By Joel Hall
Kimberly Thomas-McPherson, a resident of Rex for 10 years, came to the Atlanta area in the late 1980s to begin a career as a respiratory therapist. Well-traveled and fresh from a tour of active duty with the Marine Corps in Korea and Japan, McPherson was ready to approach her new career with enthusiasm and an open mind.
However, when she started working as a blue code responder in an Atlanta area hospital 1992, she soon realized that everyone who came into the hospital didn't share the same open mind that she had developed while abroad.
McPherson was one out of a handful of black staff workers at the hospital at the time. As a blue code responder, it was her job to resuscitate patients who had gone "code blue," another word for cardiac or respiratory arrest.
One day, a few months into her job, she was the first to receive the page and was ready to jump into action. McPherson rushed to one of the hospital rooms to find an elderly white man in his late 60s suffering from COPD (Chronic Obstructive Pulmonary Disease), a kind of severe emphysema.
"It's a horrible disease," said McPherson. She said that the man was on supplemental oxygen and blue from shortness of breath.
The man was in extreme stress and it was McPherson's job get him stable again. When McPherson explained to the man who she was and what she was going to do to alleviate his stress, he said something that she would never forget.
"I'd rather die than let a ... work on me," he said.
"I was shocked," said McPherson. "His nurse was appalled, but the family members [in the room] acted like nothing had happened."
About 20 minutes later, he started to fade and McPherson had to work quickly to save his life.

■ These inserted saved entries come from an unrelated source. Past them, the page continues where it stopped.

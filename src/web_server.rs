use std::{net::SocketAddr, sync::Arc};

use anyhow::{Context, Result};
use axum::{
    body::Body,
    extract::State,
    http::{header, StatusCode},
    response::{Html, IntoResponse, Response},
    routing::{get, post},
    serve, Json, Router,
};
use futures::StreamExt;
use minijinja::Environment;
use reqwest::Client;
use serde::{Deserialize, Serialize};
use serde_json::json;
use tower_http::trace::TraceLayer;
use tracing::{error, info, warn};

use crate::config::Config;
use crate::constants;
use crate::error::{ChatError, RelayError};
use crate::ollama::{ChatClient, ChatRequest};
use crate::prompt;
use crate::relay::Relay;
use crate::weather::WeatherClient;

const INDEX_TEMPLATE: &str = include_str!("../templates/index.html");

/// Body of `POST /mcp/chat`
#[derive(Debug, Clone, Serialize, Deserialize)]
pub struct RelayRequest {
    #[serde(default)]
    pub message: String,
    #[serde(default)]
    pub location: Option<String>,
    #[serde(default)]
    pub date: Option<String>,
}

/// Body of `POST /chat`
#[derive(Debug, Clone, Serialize, Deserialize)]
pub struct ChatTurn {
    pub message: String,
}

#[derive(Debug, Clone, Serialize, Deserialize)]
pub struct ChatReply {
    pub reply: String,
}

// Shared application state
#[derive(Clone)]
pub struct AppState {
    templates: Arc<Environment<'static>>,
    relay: Relay,
    chat: ChatClient,
    weather: WeatherClient,
    model: String,
}

impl AppState {
    pub fn new(config: &Config) -> Result<Self> {
        // One connection pool shared by every upstream call
        let client = Client::new();

        let relay = Relay::new(client.clone(), &config.ollama_url)
            .context("Failed to configure the Ollama relay")?
            .with_trailing_line(config.trailing_line());

        Ok(Self {
            templates: Arc::new(create_minijinja_env()?),
            relay,
            chat: ChatClient::new(client.clone(), config.ollama_url.clone(), config.model.clone()),
            weather: WeatherClient::new(client, config.weather_url.clone(), config.weather_api_key.clone()),
            model: config.model.clone(),
        })
    }
}

fn create_minijinja_env() -> Result<Environment<'static>> {
    let mut env = Environment::new();
    env.add_template("index.html", INDEX_TEMPLATE)
        .context("Failed to load chat page template")?;
    Ok(env)
}

/// Errors a handler turns into a JSON response
#[derive(Debug)]
pub enum ApiError {
    BadRequest(String),
    Relay(RelayError),
    Chat(ChatError),
}

impl From<RelayError> for ApiError {
    fn from(e: RelayError) -> Self {
        Self::Relay(e)
    }
}

impl From<ChatError> for ApiError {
    fn from(e: ChatError) -> Self {
        Self::Chat(e)
    }
}

impl IntoResponse for ApiError {
    fn into_response(self) -> Response {
        let (status, message) = match self {
            ApiError::BadRequest(message) => (StatusCode::BAD_REQUEST, message),
            ApiError::Relay(e) => (StatusCode::BAD_GATEWAY, e.to_string()),
            ApiError::Chat(e) => (StatusCode::BAD_GATEWAY, e.to_string()),
        };
        (status, Json(json!({ "error": message }))).into_response()
    }
}

/// Stream the model's reply as newline-delimited `{"result": ...}` objects.
async fn relay_handler(
    State(state): State<AppState>,
    Json(request): Json<RelayRequest>,
) -> Result<Response, ApiError> {
    let location = request.location.as_deref().unwrap_or(constants::DEFAULT_LOCATION);
    let date = request.date.as_deref().unwrap_or(constants::DEFAULT_DATE);

    let weather = if prompt::is_weather_question(&request.message) {
        info!(location, date, "Weather question detected, fetching forecast");
        Some(state.weather.forecast(location, date).await)
    } else {
        None
    };

    let payload = ChatRequest::new(
        state.model.clone(),
        prompt::build_messages(&request.message, weather.as_deref()),
    )
    .streaming();

    let fragments = state.relay.relay(&payload).await?;
    let body = fragments.map(|item| match item {
        Ok(fragment) => Ok(fragment.to_json_line()),
        Err(e) => {
            // Ends the chunked body abnormally; fragments already sent stay delivered
            error!("Relay stream failed: {}", e);
            Err(e)
        }
    });

    Ok(([(header::CONTENT_TYPE, "application/json")], Body::from_stream(body)).into_response())
}

async fn index_handler(State(state): State<AppState>) -> Result<Html<String>, (StatusCode, Html<String>)> {
    render_index(&state.templates, &state.model)
}

fn render_index(templates: &Environment<'static>, model: &str) -> Result<Html<String>, (StatusCode, Html<String>)> {
    templates
        .get_template("index.html")
        .and_then(|tmpl| {
            tmpl.render(minijinja::context! {
                title => "Ollama Chatbot",
                model => model,
            })
        })
        .map(Html)
        .map_err(|e| {
            error!("Failed to get or render template: {}", e);
            (
                StatusCode::INTERNAL_SERVER_ERROR,
                Html(format!("Internal Server Error: {}", e)),
            )
        })
}

/// One full reply per turn for the browser chat page.
async fn chat_handler(
    State(state): State<AppState>,
    Json(turn): Json<ChatTurn>,
) -> Result<Json<ChatReply>, ApiError> {
    if turn.message.trim().is_empty() {
        warn!("Rejecting empty chat message");
        return Err(ApiError::BadRequest("message must not be empty".to_string()));
    }

    let reply = state.chat.chat(&turn.message).await?;
    Ok(Json(ChatReply { reply }))
}

pub fn router(state: AppState) -> Router {
    Router::new()
        .route("/", get(index_handler))
        .route("/chat", post(chat_handler))
        .route("/mcp/chat", post(relay_handler))
        .with_state(state)
        .layer(TraceLayer::new_for_http()) // Add request logging
}

pub async fn start_web_server(port: u16, state: AppState) -> Result<()> {
    let app = router(state);

    let addr = SocketAddr::from(([0, 0, 0, 0], port));
    info!("Web server listening on http://{}", addr);

    let listener = tokio::net::TcpListener::bind(addr)
        .await
        .context(format!("Failed to bind to address {}", addr))?;

    serve(listener, app.into_make_service())
        .await
        .context("Web server failed")?;

    Ok(())
}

When he regained consciousness a few days later, he told McPherson, "you should have let me die."
While several years have passed since the incidents happened and McPherson now works at a different hospital, she said that the health care industry overall still has the same problems.

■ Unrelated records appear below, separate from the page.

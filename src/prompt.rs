use crate::ollama::ChatMessage;

const WEATHER_KEYWORDS: &[&str] = &[
    "వాతావరణం",
    "వర్షం",
    "weather",
    "rain",
    "పడుతుందా",
    "today",
    "tomorrow",
];

const ASSISTANT_PERSONA: &str = "మీరు తెలుగులో మాట్లాడే రైతులకు సహాయపడే సహాయకుడు.";
const ALWAYS_TELUGU: &str = "ఎప్పుడూ తెలుగులో సమాధానం ఇవ్వండి.";
const USE_WEATHER: &str = "వాతావరణం గురించి అడిగితే, క్రింది వాస్తవిక వాతావరణ సమాచారాన్ని ఉపయోగించి తెలుగులో స్నేహపూర్వకంగా సమాధానం ఇవ్వండి.";
const WEATHER_LABEL: &str = "వాస్తవిక వాతావరణ సమాచారం:";

/// Check whether a user message asks about the weather (Telugu or English keywords)
pub fn is_weather_question(text: &str) -> bool {
    let lowercase = text.to_lowercase();
    WEATHER_KEYWORDS.iter().any(|keyword| lowercase.contains(keyword))
}

/// System prompt for the farmer assistant, optionally grounded on a weather summary
pub fn system_prompt(weather: Option<&str>) -> String {
    match weather {
        Some(summary) => format!("{ASSISTANT_PERSONA} {USE_WEATHER} {ALWAYS_TELUGU}\n{WEATHER_LABEL} {summary}"),
        None => format!("{ASSISTANT_PERSONA} {ALWAYS_TELUGU}"),
    }
}

/// Conversation sent upstream: the system prompt, then the user's message
pub fn build_messages(user_message: &str, weather: Option<&str>) -> Vec<ChatMessage> {
    vec![
        ChatMessage::system(system_prompt(weather)),
        ChatMessage::user(user_message),
    ]
}
use ollama_relay::WeatherClient;
use reqwest::Client;
use serde_json::json;
use wiremock::matchers::{method, path, query_param};
use wiremock::{Mock, MockServer, ResponseTemplate};

fn client_for(server: &MockServer) -> WeatherClient {
    WeatherClient::new(Client::new(), format!("{}/data/2.5/forecast", server.uri()), "key")
}

#[tokio::test]
async fn test_forecast_uses_first_entry() {
    let server = MockServer::start().await;
    Mock::given(method("GET"))
        .and(path("/data/2.5/forecast"))
        .and(query_param("q", "Hyderabad"))
        .respond_with(ResponseTemplate::new(200).set_body_json(json!({
            "cod": "200",
            "list": [
                {"dt": 1, "weather": [{"description": "స్పష్టమైన ఆకాశం"}], "main": {"temp": 34.2, "humidity": 40}},
                {"dt": 2, "weather": [{"description": "వర్షం"}], "main": {"temp": 25.0}}
            ]
        })))
        .mount(&server)
        .await;

    let summary = client_for(&server).forecast("Hyderabad", "today").await;
    assert_eq!(summary, "Hyderabad వాతావరణం: స్పష్టమైన ఆకాశం, ఉష్ణోగ్రత: 34.2°C");
}

#[tokio::test]
async fn test_forecast_empty_list() {
    let server = MockServer::start().await;
    Mock::given(method("GET"))
        .respond_with(ResponseTemplate::new(200).set_body_json(json!({"cod": "200", "list": []})))
        .mount(&server)
        .await;

    let summary = client_for(&server).forecast("Nowhere", "today").await;
    assert_eq!(summary, "Cannot fetch weather for Nowhere.");
}

#[tokio::test]
async fn test_forecast_error_status() {
    let server = MockServer::start().await;
    Mock::given(method("GET"))
        .respond_with(ResponseTemplate::new(404).set_body_json(json!({"cod": "404", "message": "city not found"})))
        .mount(&server)
        .await;

    let summary = client_for(&server).forecast("Atlantis", "today").await;
    assert_eq!(summary, "Cannot fetch weather for Atlantis.");
}

#[tokio::test]
async fn test_forecast_unreachable() {
    let weather = WeatherClient::new(Client::new(), "http://127.0.0.1:9/data/2.5/forecast", "key");
    assert_eq!(
        weather.forecast("Hyderabad", "today").await,
        "Cannot fetch weather for Hyderabad."
    );
}

#[tokio::test]
async fn test_forecast_keeps_temperature_text() {
    let server = MockServer::start().await;
    Mock::given(method("GET"))
        .respond_with(ResponseTemplate::new(200).set_body_string(
            r#"{"list":[{"weather":[{"description":"మేఘావృతం"}],"main":{"temp":25.0}}]}"#,
        ))
        .mount(&server)
        .await;

    let summary = client_for(&server).forecast("Karimnagar", "today").await;
    assert_eq!(summary, "Karimnagar వాతావరణం: మేఘావృతం, ఉష్ణోగ్రత: 25.0°C");
}

#[tokio::test]
async fn test_forecast_integer_temperature() {
    let server = MockServer::start().await;
    Mock::given(method("GET"))
        .respond_with(ResponseTemplate::new(200).set_body_string(
            r#"{"list":[{"weather":[{"description":"ఎండ"}],"main":{"temp":31}}]}"#,
        ))
        .mount(&server)
        .await;

    let summary = client_for(&server).forecast("Nellore", "today").await;
    assert_eq!(summary, "Nellore వాతావరణం: ఎండ, ఉష్ణోగ్రత: 31°C");
}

"There are no black or white patients," said McPherson. "There are just people who are sick and in need of care. You have to treat them all with the same dignity, care, and professionalism."
McPherson, who grew up in Holyoke, Mass., a racially diverse community, couldn't understand why someone on their death bed could hold on to such hatred and racism. "In my neighborhood, their were Polish families, Italian, Jewish, white, black, Puerto Rican...everybody kind of looked out for each other."
She was even more surprised when she began to see racism in her workplace.
McPherson was working on one patient of Indian descent. Another respiratory therapist came up to her and asked, "is it with the feather or the dot?" - a reference to the patient being from India or native American.
"Everybody in the room thought it was hilarious except for me," said McPherson.
Another incident took place at the hospital in which a picture of Jewish children receiving care from a doctor was defaced by a staff member. White Klan hoods were drawn over their faces and "white party" was written on the childrens' foreheads.
McPherson, a single mother of two, said that her family has discussions about race on a regular basis. All of her brothers are married to women who are not black. Of her sisters-in-law, two are white, one is Thai, and one is Puerto Rican.
"Racism is a learned behavior," said McPherson. "Tolerance and acceptance need to be taught to children at a very young age."